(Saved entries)
//! The MMS object model of a server: the virtual manufacturing device, its domains,
//! their named variables and the named variable lists (data sets).

use std::collections::HashMap;

use serde::{Deserialize, Serialize};

use crate::mms::{
    type_spec::{COMPONENT_SEPARATOR, MmsTypeSpec},
    value::MmsValue,
};

/// One member of a named variable list.
#[derive(Debug, Clone, PartialEq, Eq, Hash, Serialize, Deserialize)]
pub struct NamedVariableListEntry {
    /// Domain of the variable. Empty for a VMD specific variable.
    pub domain_id: String,
    /// Item name of the variable, possibly with `$` separated components.
    pub item_id: String,
    /// Array element selected by alternate access.
    #[serde(default)]
    pub array_index: Option<u32>,
    /// Component of the array element selected by alternate access.
    #[serde(default)]
    pub component_name: Option<String>,
}

impl NamedVariableListEntry {
    /// An entry naming a whole domain specific variable.
    #[must_use]
    pub fn new(domain_id: impl Into<String>, item_id: impl Into<String>) -> Self {
        Self {
            domain_id: domain_id.into(),
            item_id: item_id.into(),
            array_index: None,
            component_name: None,
        }
    }

    /// Select one element of an array variable.
    #[must_use]
    pub const fn with_array_index(mut self, index: u32) -> Self {
        self.array_index = Some(index);
        self
    }

    /// Select a component of the selected array element.
    #[must_use]
    pub fn with_component(mut self, component: impl Into<String>) -> Self {
        self.component_name = Some(component.into());
        self
    }
}

/// An ordered list of variables. The order is the order of the values on the wire.
#[derive(Debug, Clone, PartialEq, Eq, Serialize, Deserialize)]
pub struct NamedVariableList {
    /// The list name.
    pub name: String,
    /// Lists defined by clients can be deleted, static lists can not.
    pub deletable: bool,
    /// The members.
    pub entries: Vec<NamedVariableListEntry>,
}

impl NamedVariableList {
    /// A new list.
    #[must_use]
    pub fn new(
        name: impl Into<String>,
        deletable: bool,
        entries: Vec<NamedVariableListEntry>,
    ) -> Self {
        Self { name: name.into(), deletable, entries }
    }
}

/// Result of deleting a list by name.
#[derive(Debug, Clone, Copy, PartialEq, Eq)]
pub enum ListDeletion {
    /// No list with that name.
    NotFound,
    /// The list exists but is static.
    NotDeletable,
    /// The list was removed.
    Deleted,
}

/// A set of named variable lists of one scope, kept sorted by name.
#[derive(Debug, Clone, Default, PartialEq, Eq, Serialize, Deserialize)]
pub struct NamedVariableLists {
    /// The lists.
    lists: Vec<NamedVariableList>,
}

impl NamedVariableLists {
    /// Number of lists.
    #[must_use]
    pub fn len(&self) -> usize {
        self.lists.len()
    }

    /// True if there is no list.
    #[must_use]
    pub fn is_empty(&self) -> bool {
        self.lists.is_empty()
    }

    /// The list named `name`.
    #[must_use]
    pub fn get(&self, name: &str) -> Option<&NamedVariableList> {
        self.position(name).ok().map(|i| &self.lists[i])
    }

    /// True if a list named `name` exists.
    #[must_use]
    pub fn contains(&self, name: &str) -> bool {
        self.position(name).is_ok()
    }

    /// Insert a list. Returns false, and drops `list`, if the name is taken.
    pub fn add(&mut self, list: NamedVariableList) -> bool {
        match self.position(&list.name) {
            Ok(_) => false,
            Err(i) => {
                self.lists.insert(i, list);
                true
            }
        }
    }

    /// Delete the list named `name` if it is deletable.
    pub fn delete(&mut self, name: &str) -> ListDeletion {
        match self.position(name) {
            Err(_) => ListDeletion::NotFound,
            Ok(i) if !self.lists[i].deletable => ListDeletion::NotDeletable,
            Ok(i) => {
                self.lists.remove(i);
                ListDeletion::Deleted
            }
        }
    }

    /// The list names, sorted.
    #[must_use]
    pub fn names(&self) -> Vec<String> {
        self.lists.iter().map(|list| list.name.clone()).collect()
    }

    /// Iterate over the lists in name order.
    pub fn iter(&self) -> impl Iterator<Item = &NamedVariableList> {
        self.lists.iter()
    }

    fn position(&self, name: &str) -> Result<usize, usize> {
        self.lists.binary_search_by(|list| list.name.as_str().cmp(name))
    }
}

/// Split an item name into the top level variable name and the component path.
#[must_use]
pub fn split_item_name(item: &str) -> (&str, &str) {
    item.split_once(COMPONENT_SEPARATOR).unwrap_or((item, ""))
}

/// Named variables of one scope, kept sorted by name.
#[derive(Debug, Clone, Default, PartialEq, Eq)]
struct Variables(Vec<MmsTypeSpec>);

impl Variables {
    fn add(&mut self, spec: MmsTypeSpec) -> bool {
        match self.0.binary_search_by(|v| v.name.as_str().cmp(&spec.name)) {
            Ok(_) => false,
            Err(i) => {
                self.0.insert(i, spec);
                true
            }
        }
    }

    fn top(&self, name: &str) -> Option<&MmsTypeSpec> {
        self.0
            .binary_search_by(|v| v.name.as_str().cmp(name))
            .ok()
            .map(|i| &self.0[i])
    }

    fn lookup(&self, item: &str) -> Option<&MmsTypeSpec> {
        let (top, rest) = split_item_name(item);
        self.top(top)?.get_named_sub(rest)
    }

    fn flattened_names(&self) -> Vec<String> {
        let mut names = Vec::new();
        for variable in &self.0 {
            names.push(variable.name.clone());
            variable.collect_component_names(&variable.name, &mut names);
        }
        names
    }
}

/// A domain: a named container of variables and lists. A logical device in IEC 61850.
#[derive(Debug, Clone, PartialEq, Eq)]
pub struct MmsDomain {
    /// The domain name.
    pub name: String,
    /// Top level named variables.
    variables: Variables,
    /// Named variable lists of this domain.
    pub named_variable_lists: NamedVariableLists,
}

impl MmsDomain {
    /// An empty domain.
    #[must_use]
    pub fn new(name: impl Into<String>) -> Self {
        Self {
            name: name.into(),
            variables: Variables::default(),
            named_variable_lists: NamedVariableLists::default(),
        }
    }

    /// Add a top level named variable. Returns false if the name is taken.
    pub fn add_named_variable(&mut self, spec: MmsTypeSpec) -> bool {
        self.variables.add(spec)
    }

    /// Builder form of [`Self::add_named_variable`]. Duplicates are ignored.
    #[must_use]
    pub fn with_named_variable(mut self, spec: MmsTypeSpec) -> Self {
        self.add_named_variable(spec);
        self
    }

    /// Top level named variables, sorted by name.
    #[must_use]
    pub fn named_variables(&self) -> &[MmsTypeSpec] {
        &self.variables.0
    }

    /// Resolve a variable or one of its components by its `$` separated item name.
    #[must_use]
    pub fn get_named_variable(&self, item: &str) -> Option<&MmsTypeSpec> {
        self.variables.lookup(item)
    }

    /// The name of every variable and structure component, depth first.
    #[must_use]
    pub fn named_variable_names(&self) -> Vec<String> {
        self.variables.flattened_names()
    }

    /// Add a named variable list. Returns false if the name is taken.
    pub fn add_named_variable_list(&mut self, list: NamedVariableList) -> bool {
        self.named_variable_lists.add(list)
    }

    /// The named variable list `name`.
    #[must_use]
    pub fn get_named_variable_list(&self, name: &str) -> Option<&NamedVariableList> {
        self.named_variable_lists.get(name)
    }

    /// Delete the named variable list `name` if it is deletable.
    pub fn delete_named_variable_list(&mut self, name: &str) -> ListDeletion {
        self.named_variable_lists.delete(name)
    }
}

/// The virtual manufacturing device.
#[derive(Debug, Clone, PartialEq, Eq)]
pub struct MmsDevice {
    /// The device name.
    pub name: String,
    /// Domains in declaration order.
    domains: Vec<MmsDomain>,
    /// VMD specific named variables.
    variables: Variables,
    /// VMD specific named variable lists.
    pub named_variable_lists: NamedVariableLists,
}

impl MmsDevice {
    /// An empty device.
    #[must_use]
    pub fn new(name: impl Into<String>) -> Self {
        Self {
            name: name.into(),
            domains: Vec::new(),
            variables: Variables::default(),
            named_variable_lists: NamedVariableLists::default(),
        }
    }

    /// Add a domain. Returns false if the name is taken.
    pub fn add_domain(&mut self, domain: MmsDomain) -> bool {
        if self.get_domain(&domain.name).is_some() {
            return false;
        }
        self.domains.push(domain);
        true
    }

    /// Builder form of [`Self::add_domain`]. Duplicates are ignored.
    #[must_use]
    pub fn with_domain(mut self, domain: MmsDomain) -> Self {
        self.add_domain(domain);
        self
    }

    /// The domains in declaration order.
    #[must_use]
    pub fn domains(&self) -> &[MmsDomain] {
        &self.domains
    }

    /// The domain named `name`.
    #[must_use]
    pub fn get_domain(&self, name: &str) -> Option<&MmsDomain> {
        self.domains.iter().find(|domain| domain.name == name)
    }

    /// Mutable access to the domain named `name`.
    pub fn get_domain_mut(&mut self, name: &str) -> Option<&mut MmsDomain> {
        self.domains.iter_mut().find(|domain| domain.name == name)
    }

    /// The domain names in declaration order.
    #[must_use]
    pub fn domain_names(&self) -> Vec<String> {
        self.domains.iter().map(|domain| domain.name.clone()).collect()
    }

    /// Add a VMD specific named variable. Returns false if the name is taken.
    pub fn add_named_variable(&mut self, spec: MmsTypeSpec) -> bool {
        self.variables.add(spec)
    }

    /// Resolve a VMD specific variable by its `$` separated item name.
    #[must_use]
    pub fn get_named_variable(&self, item: &str) -> Option<&MmsTypeSpec> {
        self.variables.lookup(item)
    }

    /// Names of the VMD specific variables and their components, depth first.
    #[must_use]
    pub fn named_variable_names(&self) -> Vec<String> {
        self.variables.flattened_names()
    }

    /// Resolve a variable of the domain `domain`, or of the VMD if `domain` is empty.
    #[must_use]
    pub fn lookup_variable(&self, domain: &str, item: &str) -> Option<&MmsTypeSpec> {
        if domain.is_empty() {
            self.get_named_variable(item)
        } else {
            self.get_domain(domain)?.get_named_variable(item)
        }
    }

    /// The top level type of a variable, used to address the value cache.
    #[must_use]
    pub fn top_level_variable(&self, domain: &str, item: &str) -> Option<&MmsTypeSpec> {
        let (top, _) = split_item_name(item);
        if domain.is_empty() {
            self.variables.top(top)
        } else {
            self.get_domain(domain)?.variables.top(top)
        }
    }

    /// Initial values of every top level variable, keyed by domain and variable name.
    ///
    /// VMD specific variables use an empty domain name.
    #[must_use]
    pub fn create_values(&self) -> HashMap<(String, String), MmsValue> {
        let domain_values = self.domains.iter().flat_map(|domain| {
            domain.variables.0.iter().map(|spec| {
                ((domain.name.clone(), spec.name.clone()), MmsValue::default_for(spec))
            })
        });
        let vmd_values = self
            .variables
            .0
            .iter()
            .map(|spec| ((String::new(), spec.name.clone()), MmsValue::default_for(spec)));
        domain_values.chain(vmd_values).collect()
    }
}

▶ WHAT TO PRODUCE
Count of lines in the data above that contain the string "MmsValue": give this number and no other words.

▶ WRITTEN ANSWER
4